How do simple rotations affect the implicit bias of Adam?
This addresses a sensitivity issue in adaptive gradient methods for machine learning practitioners, but it is incremental as it builds on prior work on implicit bias and reparameterization.
The paper shows that Adam's competitive advantage in learning nonlinear decision boundaries can be reversed by small data rotations, making it perform worse than gradient descent, and demonstrates that a reparameterization method restores Adam's bias towards rich boundaries.
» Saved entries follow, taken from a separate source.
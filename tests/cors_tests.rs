use std::sync::Arc;

use apiware::middleware::{
    normalize_headers, normalize_methods, CorsConfigError, CorsMiddleware, CorsMiddlewareBuilder,
    Middleware, OriginSpec, HTTP_METHODS,
};
use apiware::{Pipeline, Response};
use http::Method;

mod common;
use common::{init_tracing, request, request_with_headers};

#[test]
fn wildcard_prefers_localhost_origin() {
    let spec = OriginSpec::Any;
    let req = request_with_headers(Method::GET, "/", &[("Origin", "http://localhost:3000")]);
    assert_eq!(spec.resolve(&req).as_deref(), Some("http://localhost:3000"));
}

#[test]
fn wildcard_falls_back_to_referer_for_localhost() {
    let spec = OriginSpec::Any;
    let req = request_with_headers(
        Method::GET,
        "/",
        &[("Referer", "http://localhost:8080/app")],
    );
    assert_eq!(
        spec.resolve(&req).as_deref(),
        Some("http://localhost:8080/app")
    );
}

#[test]
fn wildcard_resolves_to_star_for_remote_origins() {
    let spec = OriginSpec::Any;
    let req = request_with_headers(Method::GET, "/", &[("Origin", "https://example.com")]);
    assert_eq!(spec.resolve(&req).as_deref(), Some("*"));

    // no declared origin at all
    let bare = request(Method::GET, "/");
    assert_eq!(spec.resolve(&bare).as_deref(), Some("*"));
}

#[test]
fn list_match_returns_configured_entry_case_preserved() {
    let spec = OriginSpec::List(vec![
        "Other.Example.Com".to_string(),
        "API.Example.Com".to_string(),
    ]);
    let req = request_with_headers(Method::GET, "/", &[("Host", "api.example.com")]);
    assert_eq!(spec.resolve(&req).as_deref(), Some("API.Example.Com"));
}

#[test]
fn list_without_match_returns_first_entry() {
    let spec = OriginSpec::List(vec![
        "  ".to_string(),
        "a.example.com".to_string(),
        "b.example.com".to_string(),
    ]);
    let req = request_with_headers(Method::GET, "/", &[("Host", "unknown.example.org")]);
    // blank entries are filtered before the first-entry fallback
    assert_eq!(spec.resolve(&req).as_deref(), Some("a.example.com"));
}

#[test]
fn empty_list_falls_back_to_request_host() {
    let spec = OriginSpec::List(vec![String::new()]);
    let req = request_with_headers(Method::GET, "/", &[("Host", "fallback.example.com")]);
    assert_eq!(spec.resolve(&req).as_deref(), Some("fallback.example.com"));

    let bare = request(Method::GET, "/");
    assert_eq!(spec.resolve(&bare), None);
}

#[test]
fn origin_list_containing_star_collapses_to_wildcard() {
    let spec = OriginSpec::from_origins(["https://example.com", "*"]);
    assert_eq!(spec, OriginSpec::Any);
}

#[test]
fn method_tokens_dedupe_case_insensitively_preserving_order() {
    let methods = normalize_methods(["get", "GET", "Post", "POST", "put", "get"]);
    assert_eq!(methods, vec!["GET", "POST", "PUT"]);
}

#[test]
fn header_tokens_dedupe_case_insensitively_preserving_order() {
    let headers = normalize_headers(["Content-Type", "content-type", "Accept", " ACCEPT "]);
    assert_eq!(headers, vec!["content-type", "accept"]);
}

#[test]
fn custom_method_tokens_are_accepted() {
    let methods = normalize_methods(["PURGE", "purge", "LINK"]);
    assert_eq!(methods, vec!["PURGE", "LINK"]);
}

#[test]
fn preflight_terminates_with_200_and_skips_handler() {
    init_tracing();
    let mut pipeline = Pipeline::new();
    pipeline.add_middleware(Arc::new(CorsMiddleware::simple("*")));

    let mut req = request_with_headers(
        Method::OPTIONS,
        "/pets",
        &[("Origin", "https://app.example.com")],
    );
    let mut handler_ran = false;
    let res = pipeline.handle(&mut req, |_req| {
        handler_ran = true;
        Response::status(204)
    });

    assert_eq!(res.status, 200);
    assert!(!handler_ran);
    assert_eq!(res.get_header("Access-Control-Allow-Origin"), Some("*"));
    assert_eq!(
        res.get_header("Access-Control-Allow-Methods"),
        Some("GET, POST, PUT, PATCH, DELETE, OPTIONS")
    );
}

#[test]
fn preflight_method_check_is_case_insensitive() {
    let cors = CorsMiddleware::simple("*");
    let method = Method::from_bytes(b"options").unwrap();
    let mut req = request(method, "/pets");
    assert!(cors.before(&mut req).is_some());
}

#[test]
fn preflight_echoes_requested_headers() {
    let cors = CorsMiddleware::simple("*");
    let mut req = request_with_headers(
        Method::OPTIONS,
        "/pets",
        &[("Access-Control-Request-Headers", "X-One, x-two,X-One")],
    );
    let res = cors.before(&mut req).expect("preflight should terminate");
    assert_eq!(
        res.get_header("Access-Control-Allow-Headers"),
        Some("x-one, x-two")
    );
}

#[test]
fn simple_policy_decorates_ordinary_responses() {
    init_tracing();
    let mut pipeline = Pipeline::new();
    pipeline.add_middleware(Arc::new(CorsMiddleware::simple("*")));

    let mut req = request_with_headers(Method::GET, "/pets", &[("Origin", "https://example.com")]);
    let res = pipeline.handle(&mut req, |_req| {
        Response::json(200, serde_json::json!({ "pets": [] }))
    });

    assert_eq!(res.status, 200);
    assert_eq!(res.get_header("Access-Control-Allow-Origin"), Some("*"));
    assert_eq!(
        res.get_header("Access-Control-Allow-Headers"),
        Some("origin, x-requested-with, content-type, accept")
    );
}

#[test]
fn allow_all_echoes_request_header_names() {
    let cors = CorsMiddleware::allow_all("*");
    let mut req = request_with_headers(
        Method::GET,
        "/pets",
        &[
            ("Host", "api.example.com"),
            ("X-Custom-Thing", "1"),
            ("Accept", "application/json"),
        ],
    );
    let mut res = Response::status(200);
    cors.after(&req, &mut res, std::time::Duration::ZERO);

    let allowed = res.get_header("Access-Control-Allow-Headers").unwrap();
    assert!(allowed.contains("x-custom-thing"));
    assert!(allowed.contains("host"));
    assert!(allowed.contains("accept"));

    let methods = res.get_header("Access-Control-Allow-Methods").unwrap();
    for m in HTTP_METHODS {
        assert!(methods.contains(m), "missing method {m}");
    }
    // sanity-check that before() was not needed to decorate
    assert!(cors.before(&mut req).is_none());
}

#[test]
fn builder_defaults_build_cleanly() {
    let cors = CorsMiddlewareBuilder::new().build().unwrap();
    let mut req = request_with_headers(Method::OPTIONS, "/", &[]);
    let res = cors.before(&mut req).unwrap();
    assert_eq!(res.status, 200);
}

#[test]
fn builder_rejects_tokens_that_would_corrupt_headers() {
    let err = CorsMiddlewareBuilder::new()
        .allowed_origins(&["https://example.com, https://evil.com"])
        .build()
        .unwrap_err();
    assert!(matches!(err, CorsConfigError::InvalidOrigin { .. }));

    let err = CorsMiddlewareBuilder::new()
        .allowed_methods(&["GE T"])
        .build()
        .unwrap_err();
    assert!(matches!(err, CorsConfigError::InvalidMethodToken { .. }));

    let err = CorsMiddlewareBuilder::new()
        .allowed_headers(&["X Custom"])
        .build()
        .unwrap_err();
    assert!(matches!(err, CorsConfigError::InvalidHeaderToken { .. }));
}

#[test]
fn list_spec_flows_through_to_allow_origin_header() {
    let cors = CorsMiddleware::simple(vec![
        "api.example.com".to_string(),
        "other.example.com".to_string(),
    ]);
    let req = request_with_headers(
        Method::GET,
        "/",
        &[("Host", "OTHER.example.com"), ("Origin", "https://x.test")],
    );
    let mut res = Response::status(200);
    cors.after(&req, &mut res, std::time::Duration::ZERO);
    assert_eq!(
        res.get_header("Access-Control-Allow-Origin"),
        Some("other.example.com")
    );
}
Adaptive gradient methods such as Adam and Adagrad are widely used in machine learning, yet their effect on the generalization of learned models -- relative to methods like gradient descent -- remains poorly understood. Prior work on binary classification suggests that Adam exhibits a ``richness bias,'' which can help it learn nonlinear decision boundaries closer to the Bayes-optimal decision boundary relative to gradient descent. However, the coordinate-wise preconditioning scheme employed by Adam renders the overall method sensitive to orthogonal transformations of feature space. We show that this sensitivity can manifest as a reversal of Adam's competitive advantage: even small rotations of the underlying data distribution can make Adam forfeit its richness bias and converge to a linear decision boundary that is farther from the Bayes-optimal decision boundary than the one learned by gradient descent. To alleviate this issue, we show that a recently proposed reparameterization method -- which applies an orthogonal transformation to the optimization objective -- endows any first-order method with equivariance to data rotations, and we empirically demonstrate its ability to restore Adam's bias towards rich decision boundaries.